Клиническое обследование в таких случаях предполагает исключение метастазирования в яичники и брюшную полость опухолей других локализаций.
Для лечения рака яичника используют хирургическое вмешательство и химиотерапию. При локализованной форме заболевания производят удаление матки с придатками и резекцию большого сальника.
При диссеминированном раке яичника применяют паллиативную операцию, цель которой - уменьшение массы опухоли перед химиотерапией.
Применение химиотерапии при раке яичников, улучшающее результаты лечения при локализованной форме болезни, занимает ведущее место при диссеминированном характере опухоли.
Химиотерапия может быть применена также в предоперационном периоде с целью уменьшения проявлений болезни и увеличения объема последующей операции.
Наиболее эффективна комбинация цисплатина с циклофосфаном и адриамицином; ослабленным больным назначают циклофосфан или тиофосфамид.
Интервалы между курсами не должны превышать 3-4 недели. При отсутствии клинических проявлений болезни на фоне послеоперационной химиотерапии производят лапароскопию для установления полноты ремиссии.
Только при достижении полной ремиссии и сроке химиотерапии не менее 12 месяцев может быть решен вопрос о прекращении лечения.
Лучевую терапию используют редко, в основном при рецидиве опухоли. При асците и плеврите вводят внутрибрюшинно тиофосфамид, цисплатин.
Среди более редких форм злокачественных опухолей яичника - светлоклеточный рак, злокачественная опухоль Бреннера; стромальные опухоли.
Дисгерминома имеет быстрый темп роста, метастазирует в забрюшинные лимфатические узлы, легкие, другие органы. Развитие опухоли сопровождается нарушением менструального цикла.
После радикальной операции назначают тиофосфамид или циклофосфан. Терато-карциномы могут иметь различное морфологическое строение, включают элементы дисгерминомы, эмбрионального рака, хорионкарциномы.

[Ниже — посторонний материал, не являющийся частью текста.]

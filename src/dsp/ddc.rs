//! Digital down-conversion of raw ADC gates.
//!
//! Each captured gate is an int16 array `[n_coils, n_ro]` with the phase
//! reference square smuggled through bit 15 of coil 0. Per average the
//! pipeline:
//!
//! 1. groups gates by readout length (first-occurrence order) and stacks each
//!    group along a new phase-encoding axis,
//! 2. extracts the reference, strips the digital bit from coil 0, scales all
//!    coils to mV and appends the reference as an extra coil,
//! 3. keeps the reference-augmented real data as "unprocessed",
//! 4. demodulates every coil (reference included) at the carrier frequency,
//! 5. decimates along the readout axis with a zero-phase FIR lowpass,
//! 6. rotates every signal coil by the negated reference phase and drops the
//!    reference coil,
//! 7. stacks the result onto the bucket's averages axis.
//!
//! Because the reference is demodulated with the same oscillator as the
//! signal, its baseband phase *is* the TX-RX phase relation; step 6 removes
//! it from every coil, which is what makes echoes repeatable between gates
//! and averages.

use std::f64::consts::{PI, TAU};

use ndarray::{concatenate, s, stack, Array3, Array4, ArrayView2, Axis};
use num_complex::Complex64;
use num_traits::Zero;

use crate::devices::RawGate;
use crate::Error;

/// FIR length per unit decimation; `10·q + 1` taps give roughly 60 dB of
/// alias rejection with a Hamming window.
const TAPS_PER_DECIMATION: usize = 10;

/// Hamming-windowed sinc lowpass with cutoff at the decimated Nyquist and
/// unity gain at DC.
fn design_lowpass(decimation: usize) -> Vec<f64> {
    let num_taps = TAPS_PER_DECIMATION * decimation + 1;
    let mid = (num_taps / 2) as isize;
    let cutoff = 0.5 / decimation as f64; // cycles per input sample

    let mut taps = Vec::with_capacity(num_taps);
    for i in 0..num_taps {
        let k = (i as isize - mid) as f64;
        let sinc = if k == 0.0 {
            2.0 * cutoff
        } else {
            (TAU * cutoff * k).sin() / (PI * k)
        };
        let window = 0.54 - 0.46 * (TAU * i as f64 / (num_taps - 1) as f64).cos();
        taps.push(sinc * window);
    }
    let sum: f64 = taps.iter().sum();
    for t in &mut taps {
        *t /= sum;
    }
    taps
}

/// Zero-phase FIR decimation of one readout row. Output sample `m` is the
/// filter centred on input sample `m·q`; edges truncate the kernel.
fn fir_decimate(row: &[Complex64], taps: &[f64], decimation: usize) -> Vec<Complex64> {
    let n = row.len();
    let out_len = (n + decimation - 1) / decimation;
    let delay = (taps.len() / 2) as isize;

    let mut out = Vec::with_capacity(out_len);
    for m in 0..out_len {
        let centre = (m * decimation) as isize;
        let mut acc = Complex64::zero();
        for (j, &tap) in taps.iter().enumerate() {
            let idx = centre + j as isize - delay;
            if idx >= 0 && (idx as usize) < n {
                acc += row[idx as usize] * tap;
            }
        }
        out.push(acc);
    }
    out
}

/// Accumulates demodulated, phase-corrected averages across one run.
///
/// One bucket per distinct readout length, in first-observed order. Raw
/// buckets are complex `[averages, coils, pe, ro/decimation]`; unprocessed
/// buckets keep the reference as a trailing extra coil and the readout at
/// full rate.
#[derive(Debug, Default)]
pub struct PostProcessor {
    raw: Vec<Array4<Complex64>>,
    unprocessed: Vec<Array4<f64>>,
    lengths: Vec<usize>,
}

impl PostProcessor {
    pub fn new() -> Self {
        Self::default()
    }

    /// Drop all accumulated averages.
    pub fn reset(&mut self) {
        self.raw.clear();
        self.unprocessed.clear();
        self.lengths.clear();
    }

    /// Number of gate-length buckets observed so far.
    pub fn num_buckets(&self) -> usize {
        self.raw.len()
    }

    /// Rows (averages) accumulated per bucket.
    pub fn rows(&self) -> Vec<usize> {
        self.raw.iter().map(|b| b.shape()[0]).collect()
    }

    pub fn raw(&self) -> &[Array4<Complex64>] {
        &self.raw
    }

    pub fn unprocessed(&self) -> &[Array4<f64>] {
        &self.unprocessed
    }

    pub fn into_parts(self) -> (Vec<Array4<Complex64>>, Vec<Array4<f64>>) {
        (self.raw, self.unprocessed)
    }

    /// Process one average worth of gates.
    ///
    /// `rx_scaling` must provide one LSB-to-mV factor per coil; `f_spcm` is
    /// the digitiser sample rate in Hz.
    pub fn process(
        &mut self,
        gates: &[RawGate],
        rx_scaling: &[f64],
        larmor_frequency: f64,
        f_spcm: f64,
        decimation: usize,
    ) -> Result<(), Error> {
        if decimation == 0 {
            return Err(Error::Config("decimation must be at least 1".into()));
        }

        // Group by readout length, preserving first-occurrence order.
        let mut lengths: Vec<usize> = Vec::new();
        for gate in gates {
            let n_ro = gate.shape()[1];
            if !lengths.contains(&n_ro) {
                lengths.push(n_ro);
            }
        }

        let taps = design_lowpass(decimation);

        for n_ro in lengths {
            let group: Vec<ArrayView2<i16>> = gates
                .iter()
                .filter(|g| g.shape()[1] == n_ro)
                .map(|g| g.view())
                .collect();
            let stacked: Array3<i16> = stack(Axis(1), &group)
                .map_err(|err| Error::Config(format!("gate group of length {n_ro}: {err}")))?;
            let (n_coils, n_pe) = (stacked.shape()[0], stacked.shape()[1]);
            if rx_scaling.len() < n_coils {
                return Err(Error::Config(format!(
                    "rx scaling provides {} factors for {n_coils} coils",
                    rx_scaling.len()
                )));
            }

            // Reference extraction and unpacking: bit 15 of coil 0 is the
            // digital reference, the remaining bits the analog value in
            // int16 >> 1 form. The reference joins as a trailing pseudo coil.
            let mut data = Array3::<f64>::zeros((n_coils + 1, n_pe, n_ro));
            for p in 0..n_pe {
                for r in 0..n_ro {
                    for c in 0..n_coils {
                        let sample = stacked[[c, p, r]];
                        let analog = if c == 0 {
                            (((sample as u16) << 1) as i16) as f64
                        } else {
                            sample as f64
                        };
                        data[[c, p, r]] = analog * rx_scaling[c];
                    }
                    data[[n_coils, p, r]] = ((stacked[[0, p, r]] as u16) >> 15) as f64;
                }
            }

            // Demodulate everything, the reference included: its baseband
            // phase then encodes the TX-RX phase relation.
            let mut demod = Array3::<Complex64>::zeros((n_coils + 1, n_pe, n_ro));
            let oscillator: Vec<Complex64> = (0..n_ro)
                .map(|k| Complex64::from_polar(1.0, TAU * k as f64 * larmor_frequency / f_spcm))
                .collect();
            for c in 0..=n_coils {
                for p in 0..n_pe {
                    for r in 0..n_ro {
                        demod[[c, p, r]] = data[[c, p, r]] * oscillator[r];
                    }
                }
            }

            // Decimate along the readout axis.
            let n_reduced = (n_ro + decimation - 1) / decimation;
            let mut reduced = Array3::<Complex64>::zeros((n_coils + 1, n_pe, n_reduced));
            for c in 0..=n_coils {
                for p in 0..n_pe {
                    let row = demod.slice(s![c, p, ..]).to_vec();
                    for (r, v) in fir_decimate(&row, &taps, decimation).into_iter().enumerate() {
                        reduced[[c, p, r]] = v;
                    }
                }
            }

            // Phase correction against the reference coil, which is dropped.
            let mut corrected = Array3::<Complex64>::zeros((n_coils, n_pe, n_reduced));
            for p in 0..n_pe {
                for r in 0..n_reduced {
                    let rotation = Complex64::from_polar(1.0, -reduced[[n_coils, p, r]].arg());
                    for c in 0..n_coils {
                        corrected[[c, p, r]] = reduced[[c, p, r]] * rotation;
                    }
                }
            }

            self.append(n_ro, corrected, data)?;
        }
        Ok(())
    }

    fn append(
        &mut self,
        n_ro: usize,
        corrected: Array3<Complex64>,
        unprocessed: Array3<f64>,
    ) -> Result<(), Error> {
        let corrected = corrected.insert_axis(Axis(0));
        let unprocessed = unprocessed.insert_axis(Axis(0));
        match self.lengths.iter().position(|&l| l == n_ro) {
            Some(k) => {
                self.raw[k] = concatenate(Axis(0), &[self.raw[k].view(), corrected.view()])
                    .map_err(|err| {
                        Error::Config(format!("bucket {n_ro}: average shape changed: {err}"))
                    })?;
                self.unprocessed[k] =
                    concatenate(Axis(0), &[self.unprocessed[k].view(), unprocessed.view()])
                        .map_err(|err| {
                            Error::Config(format!("bucket {n_ro}: average shape changed: {err}"))
                        })?;
            }
            None => {
                self.lengths.push(n_ro);
                self.raw.push(corrected);
                self.unprocessed.push(unprocessed);
            }
        }
        Ok(())
    }
}
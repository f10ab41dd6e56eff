//! Declarative device configuration.
//!
//! A single YAML file binds the three console components (sequence source,
//! transmit card, receive card) and carries their calibration. The core does
//! not talk to hardware itself; the calibration recorded here is what scales
//! float waveforms into int16 DAC codes and raw ADC codes back into mV.

use std::fs;
use std::path::{Path, PathBuf};

use serde::{Deserialize, Serialize};

use crate::Error;

/// System-wide RF timing floors.
///
/// Individual RF events may specify longer dead or ringdown times; the
/// unroller always applies the maximum of the event value and these floors.
#[derive(Clone, Copy, Debug, Default, PartialEq, Serialize, Deserialize)]
pub struct SystemTimings {
    /// Minimum delay between unblanking the amplifier and the pulse, in s.
    #[serde(default)]
    pub rf_dead_time: f64,
    /// Minimum coil ringdown period after each RF pulse, in s.
    #[serde(default)]
    pub rf_ringdown_time: f64,
}

/// Transmit card calibration.
#[derive(Clone, Debug, Serialize, Deserialize)]
pub struct TxConfig {
    /// Maximum absolute output per channel in mV, order `[rf, gx, gy, gz]`.
    pub output_limits: [f64; 4],
    /// Gradient power amplifier gain per channel in V/A.
    pub gpa_gain: [f64; 3],
    /// Gradient coil efficiency per channel in mT/m/A.
    pub gradient_efficiency: [f64; 3],
    /// Conversion from sequence RF amplitude to output millivolts.
    pub rf_to_mvolt: f64,
    /// Output sample period of the card in s.
    pub spcm_dwell_time: f64,
    /// Drive the gradient DC offsets against a high-impedance load.
    #[serde(default)]
    pub high_impedance: bool,
}

/// Receive card properties.
#[derive(Clone, Debug, Serialize, Deserialize)]
pub struct RxConfig {
    /// Number of digitiser channels (coils).
    pub num_channels: usize,
    /// Per-channel LSB to mV scaling.
    pub rx_scaling: Vec<f64>,
    /// Sampling period of the digitiser in s.
    pub spcm_dwell_time: f64,
}

/// Top-level configuration binding the console components.
#[derive(Clone, Debug, Serialize, Deserialize)]
pub struct DeviceConfig {
    pub tx: TxConfig,
    pub rx: RxConfig,
    #[serde(default)]
    pub system: SystemTimings,
    /// Root directory the per-day session folders are created in.
    pub data_storage_path: PathBuf,
}

impl DeviceConfig {
    /// Read and validate a device configuration file.
    pub fn load(path: &Path) -> Result<Self, Error> {
        let text = fs::read_to_string(path)?;
        let config: Self = serde_yaml::from_str(&text)?;
        config.validate()?;
        Ok(config)
    }

    /// Reject configurations the unroller cannot work with.
    pub fn validate(&self) -> Result<(), Error> {
        if self.tx.output_limits.iter().any(|&l| l <= 0.0) {
            return Err(Error::Config(
                "output limits must be positive for all four channels".into(),
            ));
        }
        if self.tx.gpa_gain.iter().any(|&g| g == 0.0)
            || self.tx.gradient_efficiency.iter().any(|&e| e == 0.0)
        {
            return Err(Error::Config(
                "gpa gain and gradient efficiency must be non-zero for all gradient channels"
                    .into(),
            ));
        }
        if self.tx.spcm_dwell_time <= 0.0 || self.rx.spcm_dwell_time <= 0.0 {
            return Err(Error::Config("card dwell times must be positive".into()));
        }
        if self.rx.num_channels == 0 {
            return Err(Error::Config("receive card needs at least one channel".into()));
        }
        if self.rx.rx_scaling.len() != self.rx.num_channels {
            return Err(Error::Config(format!(
                "rx scaling provides {} factors for {} channels",
                self.rx.rx_scaling.len(),
                self.rx.num_channels
            )));
        }
        Ok(())
    }
}

#[cfg(test)]
mod tests {
    use super::*;

    fn config() -> DeviceConfig {
        DeviceConfig {
            tx: TxConfig {
                output_limits: [200.0, 6000.0, 6000.0, 6000.0],
                gpa_gain: [4.7; 3],
                gradient_efficiency: [0.4e-3; 3],
                rf_to_mvolt: 1.0,
                spcm_dwell_time: 5e-8,
                high_impedance: false,
            },
            rx: RxConfig {
                num_channels: 1,
                rx_scaling: vec![0.2],
                spcm_dwell_time: 5e-8,
            },
            system: SystemTimings::default(),
            data_storage_path: PathBuf::from("/tmp"),
        }
    }

    #[test]
    fn accepts_complete_calibration() {
        assert!(config().validate().is_ok());
    }

    #[test]
    fn rejects_missing_output_limit() {
        let mut cfg = config();
        cfg.tx.output_limits[2] = 0.0;
        assert!(matches!(cfg.validate(), Err(Error::Config(_))));
    }

    #[test]
    fn rejects_channel_count_mismatch() {
        let mut cfg = config();
        cfg.rx.num_channels = 2;
        assert!(matches!(cfg.validate(), Err(Error::Config(_))));
    }

    #[test]
    fn roundtrips_through_yaml() {
        let cfg = config();
        let text = serde_yaml::to_string(&cfg).unwrap();
        let back: DeviceConfig = serde_yaml::from_str(&text).unwrap();
        assert_eq!(back.tx.output_limits, cfg.tx.output_limits);
        assert_eq!(back.rx.rx_scaling, cfg.rx.rx_scaling);
    }
}
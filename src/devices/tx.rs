//! Transmit card façade.

use std::sync::atomic::{AtomicBool, Ordering};
use std::sync::{Arc, Mutex};
use std::thread::{self, JoinHandle};

use crate::acquisition::parameter::Dimensions;
use crate::config::TxConfig;
use crate::sequence::unrolled::UnrolledSequence;
use crate::Error;

use super::{DacLink, DeviceError};

/// Façade over the transmit card.
///
/// Owns a replay worker that pushes the per-block frames of an
/// [`UnrolledSequence`] into the DAC's DMA ring, and the process-wide
/// gradient DC offset state.
///
/// # Note
///
/// The unrolled sequence is shared read-only with the worker; `stop_operation`
/// always joins the worker, so a card is never torn down mid-DMA.
pub struct TxCard {
    link: Arc<Mutex<Box<dyn DacLink>>>,
    config: TxConfig,
    stop: Arc<AtomicBool>,
    worker: Option<JoinHandle<Result<(), DeviceError>>>,
}

impl TxCard {
    pub fn new(link: impl DacLink, config: TxConfig) -> Self {
        Self {
            link: Arc::new(Mutex::new(Box::new(link))),
            config,
            stop: Arc::new(AtomicBool::new(false)),
            worker: None,
        }
    }

    /// Maximum absolute output per channel in mV, order `[rf, gx, gy, gz]`.
    pub fn output_limits(&self) -> [f64; 4] {
        self.config.output_limits
    }

    /// Begin asynchronous replay of an unrolled sequence.
    pub fn start_operation(&mut self, sequence: &Arc<UnrolledSequence>) -> Result<(), Error> {
        if self.worker.is_some() {
            return Err(Error::Device(DeviceError::new(
                "transmit replay already running",
            )));
        }
        self.stop.store(false, Ordering::SeqCst);

        let link = Arc::clone(&self.link);
        let stop = Arc::clone(&self.stop);
        let sequence = Arc::clone(sequence);
        log::debug!(
            target: "TxCard",
            "starting replay: {} blocks, {} samples per channel",
            sequence.num_blocks(),
            sequence.sample_count()
        );

        self.worker = Some(thread::spawn(move || {
            for frame in sequence.frames() {
                if stop.load(Ordering::SeqCst) {
                    break;
                }
                let mut link = link
                    .lock()
                    .map_err(|_| DeviceError::new("dac link mutex poisoned"))?;
                link.replay(frame)?;
            }
            Ok(())
        }));
        Ok(())
    }

    /// Stop replay and join the worker. Idempotent.
    pub fn stop_operation(&mut self) -> Result<(), Error> {
        self.stop.store(true, Ordering::SeqCst);
        if let Some(worker) = self.worker.take() {
            match worker.join() {
                Ok(result) => result?,
                Err(_) => {
                    return Err(Error::Device(DeviceError::new("transmit worker panicked")))
                }
            }
        }
        Ok(())
    }

    /// Program the gradient DC offsets, checking the per-channel ceilings.
    pub fn set_gradient_offsets(
        &mut self,
        offsets: &Dimensions,
        high_impedance: bool,
    ) -> Result<(), Error> {
        let values = [offsets.x, offsets.y, offsets.z];
        for (channel, value) in values.iter().enumerate() {
            let limit = self.config.output_limits[channel + 1];
            if value.abs() > limit {
                return Err(Error::OutOfRange(format!(
                    "gradient offset ({value} mV) exceeds output limit ({limit} mV) of channel {}",
                    channel + 1
                )));
            }
        }
        let mut link = self
            .link
            .lock()
            .map_err(|_| DeviceError::new("dac link mutex poisoned"))?;
        link.write_dc_offsets(values, high_impedance)?;
        log::debug!(target: "TxCard", "gradient offsets set to {values:?} mV");
        Ok(())
    }
}

impl Drop for TxCard {
    fn drop(&mut self) {
        let _ = self.stop_operation();
    }
}

#[cfg(test)]
mod tests {
    use super::*;
    use crate::sequence::unrolled::Parts;
    use std::sync::mpsc;

    struct RecordingDac {
        frames: mpsc::Sender<Vec<i16>>,
        offsets: mpsc::Sender<[f64; 3]>,
    }

    impl DacLink for RecordingDac {
        fn replay(&mut self, frame: &[i16]) -> Result<(), DeviceError> {
            self.frames.send(frame.to_vec()).ok();
            Ok(())
        }

        fn write_dc_offsets(
            &mut self,
            offsets_mv: [f64; 3],
            _high_impedance: bool,
        ) -> Result<(), DeviceError> {
            self.offsets.send(offsets_mv).ok();
            Ok(())
        }
    }

    fn config() -> TxConfig {
        TxConfig {
            output_limits: [200.0, 6000.0, 6000.0, 6000.0],
            gpa_gain: [1.0; 3],
            gradient_efficiency: [0.4e-3; 3],
            rf_to_mvolt: 1.0,
            spcm_dwell_time: 5e-8,
            high_impedance: false,
        }
    }

    fn sequence(frames: Vec<Vec<i16>>) -> Arc<UnrolledSequence> {
        let sample_count = frames.iter().map(|f| f.len() / 4).sum();
        Arc::new(UnrolledSequence::from_parts(Parts {
            seq: frames,
            adc_gate: vec![],
            rf_unblanking: vec![],
            reference: vec![],
            sample_count,
            dwell_time: 5e-8,
            larmor_frequency: 2e6,
            duration: sample_count as f64 * 5e-8,
            adc_count: 0,
            rf_to_mvolt: 1.0,
            gpa_gain: [1.0; 3],
            gradient_efficiency: [0.4e-3; 3],
        }))
    }

    #[test]
    fn replays_every_frame_in_order() {
        let (frame_tx, frame_rx) = mpsc::channel();
        let (offset_tx, _) = mpsc::channel();
        let mut card = TxCard::new(
            RecordingDac {
                frames: frame_tx,
                offsets: offset_tx,
            },
            config(),
        );

        let frames = vec![vec![1i16; 8], vec![2i16; 8], vec![3i16; 8]];
        card.start_operation(&sequence(frames.clone())).unwrap();

        let mut replayed = Vec::new();
        for _ in 0..frames.len() {
            replayed.push(
                frame_rx
                    .recv_timeout(std::time::Duration::from_secs(5))
                    .unwrap(),
            );
        }
        card.stop_operation().unwrap();
        assert_eq!(replayed, frames);
    }

    #[test]
    fn offset_ceiling_is_enforced() {
        let (frame_tx, _frame_rx) = mpsc::channel();
        let (offset_tx, offset_rx) = mpsc::channel();
        let mut card = TxCard::new(
            RecordingDac {
                frames: frame_tx,
                offsets: offset_tx,
            },
            config(),
        );

        assert!(matches!(
            card.set_gradient_offsets(&Dimensions::new(0.0, 0.0, 6001.0), false),
            Err(Error::OutOfRange(_))
        ));
        card.set_gradient_offsets(&Dimensions::new(100.0, -200.0, 0.0), false)
            .unwrap();
        assert_eq!(offset_rx.try_recv().unwrap(), [100.0, -200.0, 0.0]);
    }
}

Метастазы возникают в брюшной полости, забрюшинных лимфатических узлах, легких. При установлении диагноза и динамическом наблюдении полезно определение опухолевых маркеров.
При локализованной форме болезни производят радикальную операцию с последующей химиотерапией. При диссеминированной форме лечение целесообразно начинать с химиотерапии, а при достижении ремиссии после 3-6 курсов - удалять оставшиеся опухолевые узлы.
Клиническое течение и принципы лечения светлоклеточного рака и злокачественной опухоли Бреннера почти такие же, как при муцинозном раке.
Для гранулезоклеточного рака характерна гиперплазия эндометрия, сопровождающаяся маточными кровотечениями, возникающими в результате высокой продукции эстрогенов.
При андробластоме наблюдаются признаки вирилизации в связи с гиперпродукцией андрогенов. Оба типа опухоли возникают чаще в возрасте до 30 лет.
Характерно возникновение метастазов в забрюшинных лимфатических узлах и легких, иногда через много лет после операции. Для раннего выявления рецидива и метастазов целесообразно динамическое определение уровня эстрогенов и андрогенов.
Основной метод лечения хирургический. После радикальной операции химиотерапию не проводят. При запущенной стадии заболевания применяют лучевую и химиотерапию.